Tonne de parfum vaut mieux que raccorder
Nous passés: quelle fin.

Idi-o-matic

Je suis une fille publique car je reçois en privé.
Je suis haute comme trois pommes mais j’arrive à appuyer sur le champignon.
Je me mets au vert quand je suis dans le rouge.
J’en ai plein le dos d’être sur les genoux.
J’ai le cœur à la bonne place, c’est-à-dire sur la main.
Je couperais bien les cheveux en quatre, mais j’ai un poil dans la main.
Je pends mes jambes à son cou chaque fois que nous faisons soixante-neuf.
Je ne peux pas le sentir car il m’a dans le nez.
Je lis une feuille de chou qui appartient à une grosse légume.

J’y suis allée pour des prunes ; je suis vraiment une bonne poire.
J’ai tant mangé de vache enragée que personne ne viendra m’enlever le pain de la bouche.
Je frise le code avec mes alibis tirés par les cheveux.
Je n’y vais pas de main morte quand je travaille d’arrache-pied.
Je n’ai pas froid aux yeux car ils ne sont pas en face des trous.
Je ne lui vais pas à la cheville et ça lui fait une belle jambe.
Je ne suis pas dans mon assiette mais je n’en fais pas tout un plat.
Je me mets sur mon trente-et-un tous les trente-six du mois.
Je mets des bâtons dans la cinquième roue du char.
Je mets les voiles pour jouer les filles de l’air.
Je suis leur tête de Turc car ils m’envoient me faire voir chez les Grecs.
J’ai beau brûler la chandelle par les deux bouts, je n’arrive pas à les joindre.
Je pêche en eau trouble quand je remue ciel et terre.
J’ai fait mon barreau derrière les barreaux.
Je lui fais porter le chapeau car je n’en fais qu’à ma tête.
Je suis toujours dans le pétrin car je suis une bonne pâte.
Je lui ai mis la puce à l’oreille en cherchant la petite bête.

Proverbes

« Un tiens vaut mieux qu’un des miens, je suis pas prêteuse. »

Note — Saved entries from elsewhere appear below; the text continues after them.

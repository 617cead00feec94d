use std::env;
use std::path::Path;

use anyhow::{anyhow, Result};
use serde::Deserialize;
use tokio::fs;
use tracing::warn;

use backend_domain::entities::detection_rules::{
    BUDDY_PUNCH_RADIUS_METERS,
    BUDDY_PUNCH_WINDOW_SECONDS,
    MAX_TRAVEL_SPEED_KMH,
    SHARED_DEVICE_CRITICAL_WORKERS,
    SHARED_DEVICE_MIN_WORKERS,
    TRAVEL_FLOOR_KM,
    TRAVEL_LOOKBACK_MINUTES,
};
use backend_domain::{DbConfig, DetectionThresholds, RuntimeConfig, StorageBackend};

use super::validation::{validate_schedule, validate_thresholds};

pub const CONFIG_ENV: &str = "GHOSTWATCH_CONFIG";

#[derive(Debug, Deserialize, Clone)]
#[serde(default)]
pub struct AppConfig {
    pub bind_addr: String,
    pub api_token: Option<String>,
    pub storage_backend: StorageBackend,
    pub clickhouse_url: String,
    pub clickhouse_database: String,
    pub clickhouse_user: Option<String>,
    pub clickhouse_password: Option<String>,
    pub buddy_window_seconds: i64,
    pub buddy_radius_meters: f64,
    pub max_travel_speed_kmh: f64,
    pub travel_floor_km: f64,
    pub travel_lookback_minutes: i64,
    pub shared_device_min_workers: usize,
    pub shared_device_critical_workers: usize,
    pub full_scan_enabled: bool,
    /// Runs before noon scan the previous day; later runs scan the current day
    /// and miss check-ins between the run and midnight.
    pub full_scan_hour: u32,
    pub full_scan_minute: u32,
    pub full_scan_dedup: bool,
    pub max_body_bytes: u64,
    pub request_timeout_seconds: u64,
}

impl Default for AppConfig {
    fn default() -> Self {
        let runtime = RuntimeConfig::default();
        Self {
            bind_addr: runtime.bind_addr,
            api_token: None,
            storage_backend: StorageBackend::Clickhouse,
            clickhouse_url: "http://127.0.0.1:8123".to_string(),
            clickhouse_database: "ghostwatch".to_string(),
            clickhouse_user: None,
            clickhouse_password: None,
            buddy_window_seconds: BUDDY_PUNCH_WINDOW_SECONDS,
            buddy_radius_meters: BUDDY_PUNCH_RADIUS_METERS,
            max_travel_speed_kmh: MAX_TRAVEL_SPEED_KMH,
            travel_floor_km: TRAVEL_FLOOR_KM,
            travel_lookback_minutes: TRAVEL_LOOKBACK_MINUTES,
            shared_device_min_workers: SHARED_DEVICE_MIN_WORKERS,
            shared_device_critical_workers: SHARED_DEVICE_CRITICAL_WORKERS,
            full_scan_enabled: runtime.full_scan_enabled,
            full_scan_hour: runtime.full_scan_hour,
            full_scan_minute: runtime.full_scan_minute,
            full_scan_dedup: runtime.full_scan_dedup,
            max_body_bytes: runtime.max_body_bytes,
            request_timeout_seconds: runtime.request_timeout_seconds,
        }
    }
}

impl AppConfig {
    pub async fn load() -> Result<Self> {
        let path = env::var(CONFIG_ENV).unwrap_or_else(|_| "./config.toml".to_string());
        let file_path = Path::new(&path);
        let mut config = if file_path.exists() {
            let content = fs::read_to_string(file_path).await?;
            Self::from_toml(&content)?
        } else {
            warn!("{} not found, using defaults", path);
            AppConfig::default()
        };
        config.apply_env_overrides();
        config.normalize();
        config.validate()?;
        Ok(config)
    }

    pub fn from_toml(content: &str) -> Result<Self> {
        toml::from_str(content).map_err(|err| anyhow!("invalid config: {}", err))
    }

    pub fn normalize(&mut self) {
        self.api_token = blank_to_none(self.api_token.take());
        self.clickhouse_user = blank_to_none(self.clickhouse_user.take());
        self.clickhouse_password = blank_to_none(self.clickhouse_password.take());
        self.clickhouse_url = self.clickhouse_url.trim().to_string();
        self.clickhouse_database = self.clickhouse_database.trim().to_string();
    }

    pub fn validate(&self) -> Result<()> {
        self.bind_addr
            .parse::<std::net::SocketAddr>()
            .map_err(|err| anyhow!("invalid bind_addr: {}", err))?;
        if self.max_body_bytes == 0 {
            return Err(anyhow!("max_body_bytes must be greater than 0"));
        }
        if self.request_timeout_seconds == 0 {
            return Err(anyhow!("request_timeout_seconds must be greater than 0"));
        }
        if self.storage_backend == StorageBackend::Clickhouse {
            if self.clickhouse_url.is_empty() {
                return Err(anyhow!("clickhouse_url must not be empty"));
            }
            if self.clickhouse_database.is_empty()
                || !self
                    .clickhouse_database
                    .chars()
                    .all(|c| c.is_ascii_alphanumeric() || c == '_')
            {
                return Err(anyhow!(
                    "clickhouse_database must be a plain identifier, got '{}'",
                    self.clickhouse_database
                ));
            }
        }
        validate_thresholds(&self.thresholds())?;
        validate_schedule(self.full_scan_hour, self.full_scan_minute)?;
        Ok(())
    }

    pub fn thresholds(&self) -> DetectionThresholds {
        DetectionThresholds {
            buddy_window_seconds: self.buddy_window_seconds,
            buddy_radius_meters: self.buddy_radius_meters,
            max_travel_speed_kmh: self.max_travel_speed_kmh,
            travel_floor_km: self.travel_floor_km,
            travel_lookback_minutes: self.travel_lookback_minutes,
            shared_device_min_workers: self.shared_device_min_workers,
            shared_device_critical_workers: self.shared_device_critical_workers,
        }
    }

    pub fn to_runtime_config(&self) -> RuntimeConfig {
        RuntimeConfig {
            bind_addr: self.bind_addr.clone(),
            api_token: self.api_token.clone(),
            thresholds: self.thresholds(),
            full_scan_enabled: self.full_scan_enabled,
            full_scan_hour: self.full_scan_hour,
            full_scan_minute: self.full_scan_minute,
            full_scan_dedup: self.full_scan_dedup,
            max_body_bytes: self.max_body_bytes,
            request_timeout_seconds: self.request_timeout_seconds,
        }
    }

    pub fn to_db_config(&self) -> DbConfig {
        DbConfig {
            storage_backend: self.storage_backend,
            clickhouse_url: self.clickhouse_url.clone(),
            clickhouse_database: self.clickhouse_database.clone(),
            clickhouse_user: self.clickhouse_user.clone(),
            clickhouse_password: self.clickhouse_password.clone(),
        }
    }

    fn apply_env_overrides(&mut self) {
        if let Ok(value) = env::var("GHOSTWATCH_BIND_ADDR") {
            self.bind_addr = value;
        }
        if let Ok(value) = env::var("GHOSTWATCH_API_TOKEN") {
            self.api_token = Some(value);
        }
        if let Ok(value) = env::var("GHOSTWATCH_STORAGE_BACKEND") {
            match value.trim().to_ascii_lowercase().as_str() {
                "clickhouse" => self.storage_backend = StorageBackend::Clickhouse,
                "memory" => self.storage_backend = StorageBackend::Memory,
                other => warn!("ignoring unknown GHOSTWATCH_STORAGE_BACKEND '{}'", other),
            }
        }
        if let Ok(value) = env::var("GHOSTWATCH_CLICKHOUSE_URL") {
            self.clickhouse_url = value;
        }
        if let Ok(value) = env::var("GHOSTWATCH_CLICKHOUSE_DATABASE") {
            self.clickhouse_database = value;
        }
        if let Ok(value) = env::var("GHOSTWATCH_CLICKHOUSE_USER") {
            self.clickhouse_user = Some(value);
        }
        if let Ok(value) = env::var("GHOSTWATCH_CLICKHOUSE_PASSWORD") {
            self.clickhouse_password = Some(value);
        }
        if let Ok(value) = env::var("GHOSTWATCH_BUDDY_WINDOW_SECONDS") {
            self.buddy_window_seconds = value.parse().unwrap_or(self.buddy_window_seconds);
        }
        if let Ok(value) = env::var("GHOSTWATCH_BUDDY_RADIUS_METERS") {
            self.buddy_radius_meters = value.parse().unwrap_or(self.buddy_radius_meters);
        }
        if let Ok(value) = env::var("GHOSTWATCH_MAX_TRAVEL_SPEED_KMH") {
            self.max_travel_speed_kmh = value.parse().unwrap_or(self.max_travel_speed_kmh);
        }
        if let Ok(value) = env::var("GHOSTWATCH_TRAVEL_FLOOR_KM") {
            self.travel_floor_km = value.parse().unwrap_or(self.travel_floor_km);
        }
        if let Ok(value) = env::var("GHOSTWATCH_TRAVEL_LOOKBACK_MINUTES") {
            self.travel_lookback_minutes = value.parse().unwrap_or(self.travel_lookback_minutes);
        }
        if let Ok(value) = env::var("GHOSTWATCH_SHARED_DEVICE_MIN_WORKERS") {
            self.shared_device_min_workers = value.parse().unwrap_or(self.shared_device_min_workers);
        }
        if let Ok(value) = env::var("GHOSTWATCH_SHARED_DEVICE_CRITICAL_WORKERS") {
            self.shared_device_critical_workers =
                value.parse().unwrap_or(self.shared_device_critical_workers);
        }
        if let Ok(value) = env::var("GHOSTWATCH_FULL_SCAN_ENABLED") {
            self.full_scan_enabled = value.parse().unwrap_or(self.full_scan_enabled);
        }
        if let Ok(value) = env::var("GHOSTWATCH_FULL_SCAN_HOUR") {
            self.full_scan_hour = value.parse().unwrap_or(self.full_scan_hour);
        }
        if let Ok(value) = env::var("GHOSTWATCH_FULL_SCAN_MINUTE") {
            self.full_scan_minute = value.parse().unwrap_or(self.full_scan_minute);
        }
        if let Ok(value) = env::var("GHOSTWATCH_FULL_SCAN_DEDUP") {
            self.full_scan_dedup = value.parse().unwrap_or(self.full_scan_dedup);
        }
        if let Ok(value) = env::var("GHOSTWATCH_MAX_BODY_BYTES") {
            self.max_body_bytes = value.parse().unwrap_or(self.max_body_bytes);
        }
        if let Ok(value) = env::var("GHOSTWATCH_REQUEST_TIMEOUT_SECONDS") {
            self.request_timeout_seconds = value.parse().unwrap_or(self.request_timeout_seconds);
        }
    }
}

fn blank_to_none(value: Option<String>) -> Option<String> {
    value.filter(|inner| !inner.trim().is_empty())
}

« En avril, tu te découvriras d’un tas de fils, car c’est le temps de l’impôt. »

« Au pays des aveugles, on marche beaucoup dans les tas. »

« Le silence est d’or depuis que Georges D’Or est mort. »

« Un hirondelle ne fait pas le repas d’après les fêtes de chez Saint-Hubert. »

« Le trois fait le mois, faites-moi à trois. »

De quoi? De vin, de logique, de théorie

(Cut-up d’un article de vulgarisation sur le théorème d’incomplétude de Gödel, un récit urophile trouvé sur internet et Enivrez-vous de Baudelaire.)

Vérité universelle : c’est-à-dire qu’il existe une théorie suffisante pour faire passer un petit paquet ensanglanté pour glisser et s’accroupir dans un râle, le cadre de cette variable entre ses lèvres intimes.

Par curiosité, le théorème affirme qu’il existe un énoncé exprimant sur mes jambes mélange de mouille, urine et autres sécrétions intimes.

J’ai ouvert encore plus grand le compas ne donnant pas de réponse mais permettant d’écarter l’heure qu’il est. Et le vent, quoi ? De vin, de poésie, de vertu, des hypothèses, il faut vous enivrer sans trêve.

Mais quelquefois la vague, l’étoile, l’oiseau, l’horloge, vous répondront :

« Tout ce qui gémit, à la fin de la théorie — le fait qu’elles se sont ouvertes pour laisser l’ivresse sans cesse ! De vin, de poésie ou seulement de relatives suites comme le plaisir.

Écartant des énoncés sur lesquels on sait du côté de la porte. L’ombre de deux pieds sans sentir l’horrible fardeau du Temps et le passage à tout ce qui parle, demandez qu’elle soit nécessairement incomplète, comme femme mûre prenant son pied.

Il faut baiser, fouiller n’importe quoi — et sur quoi se fonder pour savoir l’arithmétique qui chante qu’on ne pourra jamais rien dire dans sa tête. Improvisé sur une couverture à même la démonstration dont la vérité de son sexe nous fit perdre toute retenue : les esclaves martyrisés du Temps, enivrez-vous. Tout ce que la lumière dit aux mathématiques ? Les théorèmes de Gödel ne sont pas de vertu, à votre guise. »

Soudain, j’ai l’excitation théorème, mais enivrez-vous.